因出校門不久當時還屬“血氣方剛”的年輕人,一聽這事遂吩咐說話的小警察:捕了!把材料報我。
那時的效率很高,好像第二天,那小子的材料就報上來了。我一看,材料裏沒有前一天提到的那個情節就打電話給縣嚴打指揮部。打電話時我留了個心眼兒,直接找給我講這事的警察,
問:材料裏沒有你說的那個情節啊?
對方回答:他哥找我們指揮勾兌了,上級就給了預審範圍,範圍裏沒有這案子。
我問,那你是哪兒知道的那個情節?
答:之前有被害人父母的控告信。
我:抓緊把那封控告信送上來。
第二天下午,小三長碰頭會,我將那封控告信和罪犯(那時一經逮捕就是罪了)的卷宗一並上會,會議決定“死刑,立即執行”。會後立即要打字室打印宣判書,電話通知各縣準備,第二天早上派人將審判結果、宣判書送去,當天就執行了。
事後聽說那個所長被撤職了,不知是因為對縣局局長收了禮不辦事而心生怨恨還是因為包庇流氓弟弟的緣故。

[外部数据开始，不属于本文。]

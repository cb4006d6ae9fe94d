//! Event handling for the application
//!
//! Keys go to the innermost thing that wants them: an open dialog first,
//! then a text input, then global shortcuts, then the current screen.

use super::core::{App, Screen};
use super::state::{DetailsTab, InputMode, ViewState};
use crate::controllers::{
    CatalogController, ReleasesAction, ReleasesController, ReleasesDialog, RepositoriesAction,
    RepositoriesController, RepositoriesDialog, Route,
};
use crate::dialogs::Form;
use crate::models::Keyed;
use crate::tui::editor::ValuesEditor;
use crossterm::event::{KeyCode, KeyEvent, KeyModifiers};

/// What a form dialog should do after a key press
enum FormKey {
    Submit,
    Cancel,
    Edited,
    Ignored,
}

/// Feed a key into a form; editing keys are applied here
fn form_key(form: &mut Form, key: KeyEvent) -> FormKey {
    match key.code {
        KeyCode::Enter => FormKey::Submit,
        KeyCode::Esc => FormKey::Cancel,
        KeyCode::Tab | KeyCode::BackTab | KeyCode::Down | KeyCode::Up => {
            form.focus_next();
            FormKey::Edited
        }
        KeyCode::Backspace => {
            form.backspace();
            FormKey::Edited
        }
        KeyCode::Char(c) => {
            form.input(c);
            FormKey::Edited
        }
        _ => FormKey::Ignored,
    }
}

impl App {
    /// Main keyboard event handler
    ///
    /// Returns `Ok(true)` when the app should quit.
    pub fn handle_key(&mut self, key: KeyEvent) -> anyhow::Result<bool> {
        if key.modifiers.contains(KeyModifiers::CONTROL) && key.code == KeyCode::Char('c') {
            return Ok(true);
        }

        if self.has_modal() || self.view_state.input_mode != InputMode::Normal {
            let next = self.handle_screen_key(key);
            return self.follow(next).map(|_| false);
        }

        match key.code {
            KeyCode::Char('q') => return Ok(true),
            KeyCode::Esc if self.errors.is_set() => {
                self.errors.clear();
                return Ok(false);
            }
            KeyCode::Char('1') => return self.follow(Some(Route::Releases)).map(|_| false),
            KeyCode::Char('2') => return self.follow(Some(Route::Repositories)).map(|_| false),
            KeyCode::Char('3') => return self.follow(Some(Route::Catalog)).map(|_| false),
            _ => {}
        }

        let next = self.handle_screen_key(key);
        self.follow(next).map(|_| false)
    }

    /// Scroll wheel moves the cursor, or the text in text views
    pub fn handle_scroll(&mut self, delta: isize) {
        let len = self.list_len();
        match &self.screen {
            Screen::ChartDetails { .. } => self.view_state.scroll_text(delta),
            Screen::Releases(c) if c.visible_dialog() == Some(ReleasesDialog::UsedValues) => {
                self.view_state.scroll_text(delta)
            }
            _ if !self.has_modal() => self.view_state.move_cursor(delta, len),
            _ => {}
        }
    }

    /// Whether a dialog currently owns the keyboard
    pub fn has_modal(&self) -> bool {
        match &self.screen {
            Screen::Releases(c) => c.visible_dialog().is_some(),
            Screen::Repositories(c) => c.visible_dialog().is_some(),
            Screen::Catalog(_) => false,
            Screen::ChartDetails { controller, .. } => controller.install_dialog().is_some(),
        }
    }

    /// Navigate if a handler asked to; navigation failures land in the error channel
    fn follow(&mut self, next: Option<Route>) -> anyhow::Result<()> {
        let Some(route) = next else {
            return Ok(());
        };
        if &route == self.route() {
            return Ok(());
        }
        if let Err(e) = self.navigate(route) {
            tracing::warn!("Navigation failed: {}", e);
            self.errors.report_error(&e);
        }
        Ok(())
    }

    fn handle_screen_key(&mut self, key: KeyEvent) -> Option<Route> {
        let state = &mut self.view_state;
        match &mut self.screen {
            Screen::Releases(c) => {
                handle_releases_key(c, state, key);
                None
            }
            Screen::Repositories(c) => {
                handle_repositories_key(c, state, key);
                None
            }
            Screen::Catalog(c) => handle_catalog_key(c, state, key),
            Screen::ChartDetails { controller, editor } => {
                if controller.install_dialog().is_some() {
                    if let Some(dialog) = controller.install_dialog_mut() {
                        match form_key(dialog.form_mut(), key) {
                            FormKey::Submit => {
                                controller.submit_install(&*editor);
                            }
                            FormKey::Cancel => {
                                controller.cancel_install();
                            }
                            FormKey::Edited | FormKey::Ignored => {}
                        }
                    }
                    return None;
                }
                if state.input_mode == InputMode::EditValues {
                    handle_editor_key(editor, state, key);
                    return None;
                }
                match key.code {
                    KeyCode::Tab => {
                        state.details_tab = state.details_tab.next();
                        state.text_scroll_offset = 0;
                    }
                    KeyCode::Char('i') => {
                        controller.open_install();
                    }
                    KeyCode::Char('e')
                        if state.details_tab == DetailsTab::Values
                            && editor.is_loaded() =>
                    {
                        state.input_mode = InputMode::EditValues;
                    }
                    KeyCode::Char('j') | KeyCode::Down => state.scroll_text(1),
                    KeyCode::Char('k') | KeyCode::Up => state.scroll_text(-1),
                    KeyCode::PageDown => state.scroll_text(state.page_size.max(1) as isize),
                    KeyCode::PageUp => state.scroll_text(-(state.page_size.max(1) as isize)),
                    KeyCode::Esc | KeyCode::Backspace => return Some(Route::Catalog),
                    _ => {}
                }
                None
            }
        }
    }
}

/// Cursor movement shared by the list screens; returns whether the key was used
fn move_key(state: &mut ViewState, key: KeyEvent, len: usize) -> bool {
    let page = state.page_size.max(1) as isize;
    let delta = match key.code {
        KeyCode::Char('j') | KeyCode::Down => 1,
        KeyCode::Char('k') | KeyCode::Up => -1,
        KeyCode::PageDown => page,
        KeyCode::PageUp => -page,
        KeyCode::Char('g') | KeyCode::Home => -(len as isize),
        KeyCode::Char('G') | KeyCode::End => len as isize,
        _ => return false,
    };
    state.move_cursor(delta, len);
    true
}

fn handle_releases_key(c: &mut ReleasesController, state: &mut ViewState, key: KeyEvent) {
    match c.visible_dialog() {
        Some(ReleasesDialog::ConfirmUninstall) => match key.code {
            KeyCode::Char('y') | KeyCode::Char('Y') => {
                c.dispatch(ReleasesAction::ConfirmUninstall)
            }
            KeyCode::Char('n') | KeyCode::Char('N') | KeyCode::Esc => {
                c.dispatch(ReleasesAction::CloseDialog)
            }
            _ => {}
        },
        Some(ReleasesDialog::UsedValues) => match key.code {
            KeyCode::Esc | KeyCode::Enter | KeyCode::Char('q') => {
                c.dispatch(ReleasesAction::CloseDialog);
                state.text_scroll_offset = 0;
            }
            KeyCode::Char('j') | KeyCode::Down => state.scroll_text(1),
            KeyCode::Char('k') | KeyCode::Up => state.scroll_text(-1),
            _ => {}
        },
        None => {
            if move_key(state, key, c.releases().len()) {
                return;
            }
            match key.code {
                KeyCode::Char(' ') | KeyCode::Enter => {
                    if let Some(release) = c.releases().get(state.cursor) {
                        let key = release.key();
                        c.dispatch(ReleasesAction::Toggle(key));
                    }
                }
                KeyCode::Char('d') => c.dispatch(ReleasesAction::OpenUninstall),
                KeyCode::Char('v') => {
                    state.text_scroll_offset = 0;
                    c.dispatch(ReleasesAction::OpenUsedValues);
                }
                KeyCode::Char('r') => c.dispatch(ReleasesAction::Reload),
                _ => {}
            }
        }
    }
}

fn handle_repositories_key(c: &mut RepositoriesController, state: &mut ViewState, key: KeyEvent) {
    match c.visible_dialog() {
        Some(RepositoriesDialog::ConfirmDelete) => match key.code {
            KeyCode::Char('y') | KeyCode::Char('Y') => {
                c.dispatch(RepositoriesAction::ConfirmDelete)
            }
            KeyCode::Char('n') | KeyCode::Char('N') | KeyCode::Esc => {
                c.dispatch(RepositoriesAction::CloseDialog)
            }
            _ => {}
        },
        Some(RepositoriesDialog::Add) | Some(RepositoriesDialog::Edit) => {
            let Some(dialog) = c.repo_dialog_mut() else {
                return;
            };
            match form_key(dialog.form_mut(), key) {
                FormKey::Submit => c.dispatch(RepositoriesAction::SubmitRepo),
                FormKey::Cancel => c.dispatch(RepositoriesAction::CancelRepo),
                FormKey::Edited | FormKey::Ignored => {}
            }
        }
        None => {
            if move_key(state, key, c.repos().len()) {
                return;
            }
            match key.code {
                KeyCode::Char(' ') | KeyCode::Enter => {
                    if let Some(repo) = c.repos().get(state.cursor) {
                        let name = repo.key();
                        c.dispatch(RepositoriesAction::Toggle(name));
                    }
                }
                KeyCode::Char('a') => c.dispatch(RepositoriesAction::OpenAdd),
                KeyCode::Char('e') => c.dispatch(RepositoriesAction::OpenEdit),
                KeyCode::Char('d') => c.dispatch(RepositoriesAction::OpenDelete),
                KeyCode::Char('u') => c.dispatch(RepositoriesAction::Refresh),
                KeyCode::Char('r') => c.dispatch(RepositoriesAction::Reload),
                _ => {}
            }
        }
    }
}

fn handle_catalog_key(
    c: &mut CatalogController,
    state: &mut ViewState,
    key: KeyEvent,
) -> Option<Route> {
    if state.input_mode == InputMode::Search {
        match key.code {
            KeyCode::Enter | KeyCode::Esc => state.input_mode = InputMode::Normal,
            KeyCode::Backspace => {
                let mut query = c.query().to_string();
                query.pop();
                c.set_query(query);
                state.cursor = 0;
            }
            KeyCode::Char(ch) => {
                c.set_query(format!("{}{}", c.query(), ch));
                state.cursor = 0;
            }
            _ => {}
        }
        return None;
    }

    if move_key(state, key, c.charts().len()) {
        return None;
    }
    match key.code {
        KeyCode::Char('/') => state.input_mode = InputMode::Search,
        KeyCode::Char(' ') => {
            if let Some(chart) = c.charts().get(state.cursor) {
                let name = chart.key();
                c.toggle(name);
            }
        }
        KeyCode::Enter => {
            if let Some(chart) = c.charts().get(state.cursor) {
                let name = chart.key();
                c.select(name);
            }
            return c.selected_chart_route();
        }
        _ => {}
    }
    None
}

fn handle_editor_key(editor: &mut ValuesEditor, state: &mut ViewState, key: KeyEvent) {
    match key.code {
        KeyCode::Esc => state.input_mode = InputMode::Normal,
        KeyCode::Enter => editor.newline(),
        KeyCode::Backspace => editor.backspace(),
        KeyCode::Left => editor.move_left(),
        KeyCode::Right => editor.move_right(),
        KeyCode::Up => editor.move_up(),
        KeyCode::Down => editor.move_down(),
        // YAML has no tabs
        KeyCode::Tab => {
            editor.insert(' ');
            editor.insert(' ');
        }
        KeyCode::Char(c) => editor.insert(c),
        _ => {}
    }
}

另:那時的死刑審核權複核權就在各地市,聽說後來還有下到各縣的。
考考大夥兒,何為“小三長”?
這樣惡劣的刑事罪,不殺不足以平民憤。
最煩某些法學家建議中國效仿一些國家取消死刑,那些貨學了一輩子還是傻叉
你害死了一個罪不致死的強奸犯,最多判死緩,你應該內疚而不是炫耀.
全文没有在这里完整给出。